玉泉院丸庭園(石川県)

 石川県金沢市に位置する玉泉院丸庭園は、加賀藩前田家ゆかりの由緒ある場所で、江戸時代の情緒を今に伝える美しい空間です。この庭園は、金沢城の西側に位置しており、もともとは藩主の隠居所として整備された「玉泉院丸」と呼ばれる屋敷に付随して造られました。その名は、加賀藩初代藩主・前田利家の正室、まつ(芳春院)の法号「玉泉院」にちなんで名付けられたものとされており、藩主の家族にとって特別な意味を持つ場所でした。
 長らく埋没していたこの庭園は、平成に入り発掘調査が行われたことによってその姿を徐々に現し、往時の姿をできる限り忠実に再現するかたちで整備され、平成27年(2015年)に一般公開されました。築山や池、石橋、滝といった日本庭園の基本的な要素を備えながらも、金沢城の城郭の一部としての機能も持っていたため、単なる庭園以上の歴史的な重みが感じられます。
 池の周囲を巡るように設計された園路を歩くと、視点が変わるごとに異なる風景が広がり、まるで絵巻物のように風情が移り変わっていくのが魅力です。特に水の流れを利用した滝の造形は見事で、当時の職人たちの高度な技術を偲ばせます。また、四季折々の植物が美しく彩り、春の桜や秋の紅葉の時期には多くの訪問者がその景色に心を奪われます。

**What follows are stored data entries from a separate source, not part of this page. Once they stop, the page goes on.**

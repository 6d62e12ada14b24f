//! Fixed-size bit vector.
//!
//! Bit `i` is set exactly when resource `i` is in use. The bitmap itself is
//! not synchronized; owners keep it inside a [`Mutex`](crate::sync::Mutex).

const BITS_PER_WORD: usize = u64::BITS as usize;

/// A fixed-size bit vector that keeps count of its set bits.
#[derive(Clone, Debug)]
pub struct BitMap {
    len: usize,
    set: usize,
    words: Vec<u64>,
}

impl BitMap {
    /// Creates a bitmap of `len` clear bits.
    pub fn new(len: usize) -> Self {
        Self {
            len,
            set: 0,
            words: vec![0; len.div_ceil(BITS_PER_WORD)],
        }
    }

    /// Number of bits.
    pub fn len(&self) -> usize {
        self.len
    }

    /// Whether the bitmap has no bits at all.
    pub fn is_empty(&self) -> bool {
        self.len == 0
    }

    #[inline]
    fn locate(&self, index: usize) -> (usize, u64) {
        assert!(index < self.len, "bit {index} out of {}", self.len);
        (index / BITS_PER_WORD, 1 << (index % BITS_PER_WORD))
    }

    /// Sets bit `index`.
    pub fn mark(&mut self, index: usize) {
        let (word, mask) = self.locate(index);
        if self.words[word] & mask == 0 {
            self.words[word] |= mask;
            self.set += 1;
        }
    }

    /// Clears bit `index`.
    pub fn clear(&mut self, index: usize) {
        let (word, mask) = self.locate(index);
        if self.words[word] & mask != 0 {
            self.words[word] &= !mask;
            self.set -= 1;
        }
    }

    /// Whether bit `index` is set.
    pub fn test(&self, index: usize) -> bool {
        let (word, mask) = self.locate(index);
        self.words[word] & mask != 0
    }

    /// Sets the lowest clear bit and returns its index.
    pub fn find(&mut self) -> Option<usize> {
        let index = self
            .words
            .iter()
            .enumerate()
            .find(|(_, word)| **word != u64::MAX)
            .map(|(i, word)| i * BITS_PER_WORD + word.trailing_ones() as usize)
            .filter(|index| *index < self.len)?;
        self.mark(index);
        Some(index)
    }

    /// Iterates over the indices of clear bits in increasing order.
    pub fn iter_clear(&self) -> impl Iterator<Item = usize> + '_ {
        (0..self.len).filter(|i| !self.test(*i))
    }

    /// Number of clear bits.
    pub fn num_clear(&self) -> usize {
        self.len - self.set
    }

    /// Number of set bits.
    pub fn num_set(&self) -> usize {
        self.set
    }
}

 夜間にはライトアップが行われることもあり、昼間とは一味違った幻想的な雰囲気を楽しむことができます。金沢市を訪れた際には、兼六園や金沢城公園とともに、この庭園にも足を運び、かつての加賀藩主たちが過ごした空間の気配に触れてみることをおすすめします。現代の喧騒を忘れさせてくれる静寂と、歴史が織りなす深い趣がそこには確かに息づいています。